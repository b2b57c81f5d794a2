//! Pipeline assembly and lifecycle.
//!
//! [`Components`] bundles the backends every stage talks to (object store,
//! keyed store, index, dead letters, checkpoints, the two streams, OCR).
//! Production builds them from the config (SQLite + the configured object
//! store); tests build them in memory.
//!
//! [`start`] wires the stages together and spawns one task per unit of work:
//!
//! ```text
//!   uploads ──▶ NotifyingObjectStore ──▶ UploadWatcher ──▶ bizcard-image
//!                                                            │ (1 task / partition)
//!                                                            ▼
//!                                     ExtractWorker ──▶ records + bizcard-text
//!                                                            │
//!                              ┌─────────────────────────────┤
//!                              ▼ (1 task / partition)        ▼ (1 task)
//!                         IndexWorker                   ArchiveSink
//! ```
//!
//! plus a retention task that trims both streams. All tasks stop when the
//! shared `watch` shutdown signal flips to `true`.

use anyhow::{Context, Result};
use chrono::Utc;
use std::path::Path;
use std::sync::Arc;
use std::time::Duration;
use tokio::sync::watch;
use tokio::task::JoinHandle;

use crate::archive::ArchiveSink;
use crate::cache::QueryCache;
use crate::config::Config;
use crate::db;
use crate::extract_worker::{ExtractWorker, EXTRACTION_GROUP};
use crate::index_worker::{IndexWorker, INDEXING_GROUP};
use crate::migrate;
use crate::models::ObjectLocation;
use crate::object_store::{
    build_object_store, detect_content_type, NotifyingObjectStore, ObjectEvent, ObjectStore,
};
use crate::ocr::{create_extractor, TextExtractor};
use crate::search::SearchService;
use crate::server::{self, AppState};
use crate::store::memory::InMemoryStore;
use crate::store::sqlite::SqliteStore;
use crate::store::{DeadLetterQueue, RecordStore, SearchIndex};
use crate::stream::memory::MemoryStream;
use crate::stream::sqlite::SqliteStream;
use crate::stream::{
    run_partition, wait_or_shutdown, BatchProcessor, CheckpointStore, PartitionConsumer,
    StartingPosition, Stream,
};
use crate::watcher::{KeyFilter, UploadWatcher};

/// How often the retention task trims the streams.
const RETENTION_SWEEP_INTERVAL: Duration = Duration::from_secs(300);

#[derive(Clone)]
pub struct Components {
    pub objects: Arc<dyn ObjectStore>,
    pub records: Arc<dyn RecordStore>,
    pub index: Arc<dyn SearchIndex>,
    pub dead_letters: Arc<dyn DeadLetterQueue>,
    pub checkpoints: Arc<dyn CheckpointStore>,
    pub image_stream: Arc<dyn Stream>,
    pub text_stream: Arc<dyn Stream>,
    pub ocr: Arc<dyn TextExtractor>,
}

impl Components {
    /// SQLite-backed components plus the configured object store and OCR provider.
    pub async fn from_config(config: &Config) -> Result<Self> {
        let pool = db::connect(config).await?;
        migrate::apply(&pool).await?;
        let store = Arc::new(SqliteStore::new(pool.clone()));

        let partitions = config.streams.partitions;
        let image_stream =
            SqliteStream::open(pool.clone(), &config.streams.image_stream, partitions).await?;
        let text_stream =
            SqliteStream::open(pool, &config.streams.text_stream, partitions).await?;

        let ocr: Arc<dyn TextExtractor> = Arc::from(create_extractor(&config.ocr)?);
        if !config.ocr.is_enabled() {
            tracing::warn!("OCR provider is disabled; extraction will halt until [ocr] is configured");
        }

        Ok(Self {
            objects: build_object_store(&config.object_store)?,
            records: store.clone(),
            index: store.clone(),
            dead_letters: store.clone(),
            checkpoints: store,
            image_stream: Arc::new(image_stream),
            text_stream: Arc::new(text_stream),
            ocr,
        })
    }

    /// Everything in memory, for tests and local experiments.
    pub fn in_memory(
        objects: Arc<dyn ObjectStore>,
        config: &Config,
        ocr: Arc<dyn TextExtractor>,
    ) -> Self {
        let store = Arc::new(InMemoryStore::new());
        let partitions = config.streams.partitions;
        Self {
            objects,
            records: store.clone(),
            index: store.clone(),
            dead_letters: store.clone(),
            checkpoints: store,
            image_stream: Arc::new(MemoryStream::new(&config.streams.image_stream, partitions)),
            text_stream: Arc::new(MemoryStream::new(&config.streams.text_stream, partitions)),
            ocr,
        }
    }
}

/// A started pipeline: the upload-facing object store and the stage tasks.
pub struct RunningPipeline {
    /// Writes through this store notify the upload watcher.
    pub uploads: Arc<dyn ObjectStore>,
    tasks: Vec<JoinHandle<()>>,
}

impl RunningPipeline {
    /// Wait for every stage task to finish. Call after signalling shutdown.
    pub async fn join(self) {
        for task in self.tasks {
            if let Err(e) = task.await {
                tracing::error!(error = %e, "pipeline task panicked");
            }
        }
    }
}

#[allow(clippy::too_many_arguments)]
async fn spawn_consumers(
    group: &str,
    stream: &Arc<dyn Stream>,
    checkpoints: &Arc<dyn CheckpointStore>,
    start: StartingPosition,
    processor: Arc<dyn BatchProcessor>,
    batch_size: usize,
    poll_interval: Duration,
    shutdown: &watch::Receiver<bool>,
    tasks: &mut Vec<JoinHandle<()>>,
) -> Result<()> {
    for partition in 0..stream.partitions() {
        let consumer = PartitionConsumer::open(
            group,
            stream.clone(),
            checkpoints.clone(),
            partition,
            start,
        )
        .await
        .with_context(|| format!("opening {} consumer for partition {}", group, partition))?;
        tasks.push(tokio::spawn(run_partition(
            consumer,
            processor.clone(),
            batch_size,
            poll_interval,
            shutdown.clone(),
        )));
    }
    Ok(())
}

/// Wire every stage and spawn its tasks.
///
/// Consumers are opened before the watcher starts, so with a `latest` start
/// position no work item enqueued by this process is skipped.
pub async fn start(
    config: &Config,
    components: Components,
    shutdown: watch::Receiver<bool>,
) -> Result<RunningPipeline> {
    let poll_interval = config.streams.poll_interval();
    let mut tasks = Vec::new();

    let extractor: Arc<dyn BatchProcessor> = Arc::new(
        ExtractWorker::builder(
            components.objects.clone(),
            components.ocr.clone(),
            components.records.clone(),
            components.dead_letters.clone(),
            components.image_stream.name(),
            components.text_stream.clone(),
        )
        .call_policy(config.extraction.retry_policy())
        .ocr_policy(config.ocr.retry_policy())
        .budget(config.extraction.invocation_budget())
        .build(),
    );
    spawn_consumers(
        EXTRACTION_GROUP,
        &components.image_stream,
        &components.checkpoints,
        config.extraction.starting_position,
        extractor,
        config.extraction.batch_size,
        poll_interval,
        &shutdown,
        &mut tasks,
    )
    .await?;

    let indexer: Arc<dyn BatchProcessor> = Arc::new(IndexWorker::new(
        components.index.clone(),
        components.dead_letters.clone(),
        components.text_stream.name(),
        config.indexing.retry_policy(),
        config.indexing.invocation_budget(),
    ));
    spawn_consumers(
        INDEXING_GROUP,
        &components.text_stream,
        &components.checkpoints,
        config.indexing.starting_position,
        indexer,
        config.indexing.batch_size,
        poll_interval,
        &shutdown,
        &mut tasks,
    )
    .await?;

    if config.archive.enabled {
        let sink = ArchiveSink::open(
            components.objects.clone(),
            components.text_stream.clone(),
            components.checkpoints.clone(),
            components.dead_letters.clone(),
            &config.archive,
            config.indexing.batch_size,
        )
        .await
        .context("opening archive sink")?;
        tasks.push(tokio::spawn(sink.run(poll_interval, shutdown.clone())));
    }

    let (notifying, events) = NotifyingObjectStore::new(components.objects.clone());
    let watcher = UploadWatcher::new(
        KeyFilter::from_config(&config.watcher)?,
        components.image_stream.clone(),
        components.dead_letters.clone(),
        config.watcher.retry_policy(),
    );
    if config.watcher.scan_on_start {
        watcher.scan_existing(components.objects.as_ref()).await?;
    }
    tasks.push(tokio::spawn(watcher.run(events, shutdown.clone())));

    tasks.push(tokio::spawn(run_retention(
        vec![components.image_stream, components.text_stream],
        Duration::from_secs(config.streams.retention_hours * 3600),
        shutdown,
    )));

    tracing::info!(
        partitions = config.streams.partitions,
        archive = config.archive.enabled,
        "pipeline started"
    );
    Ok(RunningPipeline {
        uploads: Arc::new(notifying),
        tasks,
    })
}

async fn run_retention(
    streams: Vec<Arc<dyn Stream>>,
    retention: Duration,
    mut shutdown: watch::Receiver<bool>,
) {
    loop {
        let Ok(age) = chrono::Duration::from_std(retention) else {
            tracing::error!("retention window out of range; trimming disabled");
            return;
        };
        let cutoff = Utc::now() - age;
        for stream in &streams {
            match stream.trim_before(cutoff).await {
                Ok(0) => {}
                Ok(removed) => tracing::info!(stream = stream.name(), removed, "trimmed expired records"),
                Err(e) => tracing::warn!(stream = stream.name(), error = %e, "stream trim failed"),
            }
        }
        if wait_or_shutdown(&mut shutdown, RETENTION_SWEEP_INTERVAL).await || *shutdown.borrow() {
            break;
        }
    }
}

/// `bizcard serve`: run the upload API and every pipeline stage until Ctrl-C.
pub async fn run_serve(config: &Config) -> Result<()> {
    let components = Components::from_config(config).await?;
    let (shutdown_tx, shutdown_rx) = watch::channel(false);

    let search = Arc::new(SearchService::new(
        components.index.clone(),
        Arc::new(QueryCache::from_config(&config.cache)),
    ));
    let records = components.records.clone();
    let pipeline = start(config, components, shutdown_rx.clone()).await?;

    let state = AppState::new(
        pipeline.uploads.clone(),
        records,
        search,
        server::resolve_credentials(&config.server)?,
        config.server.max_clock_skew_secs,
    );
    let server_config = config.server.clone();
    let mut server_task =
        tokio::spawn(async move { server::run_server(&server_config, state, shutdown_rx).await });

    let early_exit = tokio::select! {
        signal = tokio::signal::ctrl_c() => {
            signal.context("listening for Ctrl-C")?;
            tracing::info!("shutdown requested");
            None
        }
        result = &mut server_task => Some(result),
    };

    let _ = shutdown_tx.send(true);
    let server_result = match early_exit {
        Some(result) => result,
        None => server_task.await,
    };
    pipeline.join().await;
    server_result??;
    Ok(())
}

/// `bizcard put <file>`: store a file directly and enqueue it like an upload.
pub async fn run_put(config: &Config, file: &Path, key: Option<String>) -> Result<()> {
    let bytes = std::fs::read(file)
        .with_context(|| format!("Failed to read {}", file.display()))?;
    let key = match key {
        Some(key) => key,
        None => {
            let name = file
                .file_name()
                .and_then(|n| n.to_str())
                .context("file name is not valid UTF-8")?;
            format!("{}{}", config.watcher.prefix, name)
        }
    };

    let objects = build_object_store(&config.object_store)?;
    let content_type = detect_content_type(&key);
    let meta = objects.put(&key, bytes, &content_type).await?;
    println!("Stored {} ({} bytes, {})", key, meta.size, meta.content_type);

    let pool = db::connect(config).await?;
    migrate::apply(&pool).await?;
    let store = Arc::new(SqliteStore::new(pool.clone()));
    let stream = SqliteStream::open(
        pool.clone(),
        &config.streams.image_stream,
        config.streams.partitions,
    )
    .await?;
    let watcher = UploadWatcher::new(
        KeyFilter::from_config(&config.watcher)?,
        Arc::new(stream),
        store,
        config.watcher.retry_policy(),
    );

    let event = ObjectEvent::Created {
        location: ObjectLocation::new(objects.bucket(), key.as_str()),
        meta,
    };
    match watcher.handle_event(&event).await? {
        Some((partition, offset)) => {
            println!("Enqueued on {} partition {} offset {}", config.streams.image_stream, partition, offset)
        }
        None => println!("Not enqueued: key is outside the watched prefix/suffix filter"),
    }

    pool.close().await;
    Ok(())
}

--

What you will do – Of all the lines in the entries, count those with the string "IndexWorker", and report only that number.

Expected answer – 3